A production of A. R. Gurney’s The Cocktail Hour at Pittsburgh's South Park Theatre – in which I played Bradley, the pompous, septuagenarian patriarch who learns that he is the subject of a new play written by his playwright son – has just closed. It is a play that focuses on family conflicts and generational changes, but it is also a play that develops a fine critique of the contemporary drama and its prospects for the future in a changing world.

"Of course, nobody goes to the theatre anymore," Bradley pontificates, as he reflects aloud upon learning about the new play. All they do in the theatre these days, he goes on, is "stand around and shout obscenities" and then "they take off their clothes." In the old days, years ago, there were "good" plays¸ plays in which someone might have committed a "minor indiscretion," and everyone would have been very "attractive about it." Those were the days of the Lunts and Katherine Hepburn. The "good" plays he is talking about must have been plays like The Philadelphia Story and Blithe Spirit, drawing room comedies like most of Gurney’s own plays, The Cocktail Hour included.

These are drawing room comedies not because they necessarily take place in drawing rooms, but because they deal with the kind of people who actually might have drawing rooms, the social set to which Bradley feels he and his family belong. These are the people who belong to the country clubs, who sail their boats on the lake, who are "never too busy for the cocktail hour." The trouble is that their way of life has gone. All has changed. All is changed. There are no more maids to make ice and pass cheese. Cooks can't be depended on to keep the oven turned on. Married couples lead lives apart. Children are scattered all over the country. No one drinks with relish anymore; even his own sons and daughter have no time for the sacred cocktail hour. No one cares about their way of life, Bradley laments, not the younger generation, not the critics, not the modern theatre audiences.
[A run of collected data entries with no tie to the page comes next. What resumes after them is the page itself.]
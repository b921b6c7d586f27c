/// Stream decoding: decompression filters and the PNG-predictor post-pass
/// shared by xref streams and object streams.
use super::error::{PdfError, PdfResult};
use flate2::read::ZlibDecoder;
use std::io::Read;

/// Decodes a FlateDecode (zlib/deflate) compressed stream.
pub fn decode_flate(compressed_data: &[u8]) -> PdfResult<Vec<u8>> {
    let mut decoder = ZlibDecoder::new(compressed_data);
    let mut decompressed = Vec::new();
    decoder
        .read_to_end(&mut decompressed)
        .map_err(|e| PdfError::object_stream(format!("FlateDecode error: {e}")))?;
    Ok(decompressed)
}

/// Decodes a stream based on its `/Filter` entry. Only `FlateDecode` and the
/// absence of a filter are supported; anything else is an error. General
/// filter/value manipulation belongs to a higher layer — this engine only
/// needs the one filter its own xref-stream and object-stream paths use.
pub fn decode_stream(data: &[u8], filter_name: Option<&str>) -> PdfResult<Vec<u8>> {
    match filter_name {
        Some("FlateDecode") => decode_flate(data),
        Some(filter) => Err(PdfError::object_stream(format!("unsupported filter: {filter}"))),
        None => Ok(data.to_vec()),
    }
}

/// Reverses a PNG-style predictor (values 10-14 per `/DecodeParms
/// /Predictor`) applied on top of FlateDecode, as used by xref streams and
/// object streams. `columns` is the row width in samples, `colors` the
/// number of color components, `bits_per_component` the sample bit depth.
pub fn apply_png_predictor(
    data: &[u8],
    colors: usize,
    bits_per_component: usize,
    columns: usize,
) -> PdfResult<Vec<u8>> {
    let bytes_per_pixel = ((colors * bits_per_component) as f64 / 8.0).ceil().max(1.0) as usize;
    let row_bytes = ((colors * bits_per_component * columns) as f64 / 8.0).ceil() as usize;
    if row_bytes == 0 {
        return Err(PdfError::object_stream("PNG predictor: zero-width row"));
    }

    let mut out = Vec::with_capacity(data.len());
    let mut prev_row = vec![0u8; row_bytes];
    let mut pos = 0;

    while pos + 1 + row_bytes <= data.len() {
        let tag = data[pos];
        let row = &data[pos + 1..pos + 1 + row_bytes];
        let mut decoded = vec![0u8; row_bytes];

        for i in 0..row_bytes {
            let left = if i >= bytes_per_pixel { decoded[i - bytes_per_pixel] } else { 0 };
            let up = prev_row[i];
            let up_left = if i >= bytes_per_pixel { prev_row[i - bytes_per_pixel] } else { 0 };

            decoded[i] = match tag {
                0 => row[i],
                1 => row[i].wrapping_add(left),
                2 => row[i].wrapping_add(up),
                3 => row[i].wrapping_add(((left as u16 + up as u16) / 2) as u8),
                4 => row[i].wrapping_add(paeth(left, up, up_left)),
                other => {
                    return Err(PdfError::object_stream(format!(
                        "unsupported PNG predictor tag: {other}"
                    )))
                }
            };
        }

        out.extend_from_slice(&decoded);
        prev_row = decoded;
        pos += 1 + row_bytes;
    }

    Ok(out)
}

fn paeth(a: u8, b: u8, c: u8) -> u8 {
    let (a, b, c) = (a as i32, b as i32, c as i32);
    let p = a + b - c;
    let pa = (p - a).abs();
    let pb = (p - b).abs();
    let pc = (p - c).abs();
    if pa <= pb && pa <= pc {
        a as u8
    } else if pb <= pc {
        b as u8
    } else {
        c as u8
    }
}

#[cfg(test)]
mod tests {
    use super::*;

    #[test]
    fn test_decode_flate_roundtrip() {
        use flate2::write::ZlibEncoder;
        use flate2::Compression;
        use std::io::Write;

        let original = b"Hello, PDF world! This is test data.";
        let mut encoder = ZlibEncoder::new(Vec::new(), Compression::default());
        encoder.write_all(original).unwrap();
        let compressed = encoder.finish().unwrap();

        let decompressed = decode_flate(&compressed).unwrap();
        assert_eq!(&decompressed[..], original);
    }

    #[test]
    fn test_decode_stream_no_filter() {
        let original = b"raw bytes";
        let result = decode_stream(original, None).unwrap();
        assert_eq!(&result[..], original);
    }

    #[test]
    fn test_decode_stream_unsupported_filter() {
        assert!(decode_stream(b"x", Some("DCTDecode")).is_err());
    }

    #[test]
    fn test_png_predictor_none_tag_is_identity() {
        // Two rows of 3 bytes, tag 0 (None) on every row.
        let data = vec![0u8, 1, 2, 3, 0, 4, 5, 6];
        let out = apply_png_predictor(&data, 1, 8, 3).unwrap();
        assert_eq!(out, vec![1, 2, 3, 4, 5, 6]);
    }

    #[test]
    fn test_png_predictor_sub_tag() {
        // One row, tag 1 (Sub): decoded[i] = raw[i] + decoded[i-1].
        let data = vec![1u8, 10, 5, 5];
        let out = apply_png_predictor(&data, 1, 8, 3).unwrap();
        assert_eq!(out, vec![10, 15, 20]);
    }
}
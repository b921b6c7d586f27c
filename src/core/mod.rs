pub mod base_stream;
pub mod error;
pub mod file;
pub mod filters;
pub mod lexer;
pub mod objstm;
pub mod pagetree;
pub mod parser;
pub mod registry;
pub mod sink;
pub mod stream;
pub mod value;
pub mod writer;
pub mod xref;

pub use base_stream::BaseStream;
pub use error::{PdfError, PdfResult};
pub use file::{LoaderConfig, Mode, PdfFile};
pub use lexer::{Lexer, Token};
pub use pagetree::PageRecord;
pub use parser::Parser;
pub use registry::{ObjectRecord, ObjectRegistry};
pub use sink::{FileSink, MemSink, WriteSink};
pub use stream::MemStream;
pub use value::PdfObject;
pub use xref::{LoadedTrailer, XrefLoader};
Yet despite this lack of interest, The Cocktail Hour is at once Gurney’s love letter to the dying drawing room comedy and his deconstruction of the genre. It is one of those meta-plays, which is in fact about itself. Bradley tells John he could have put the family's skiing into his play. John replies that you can't very well put skiing on the stage. Bradley says that he could have at least mentioned it, and John says he did: thus, in fact, doing so.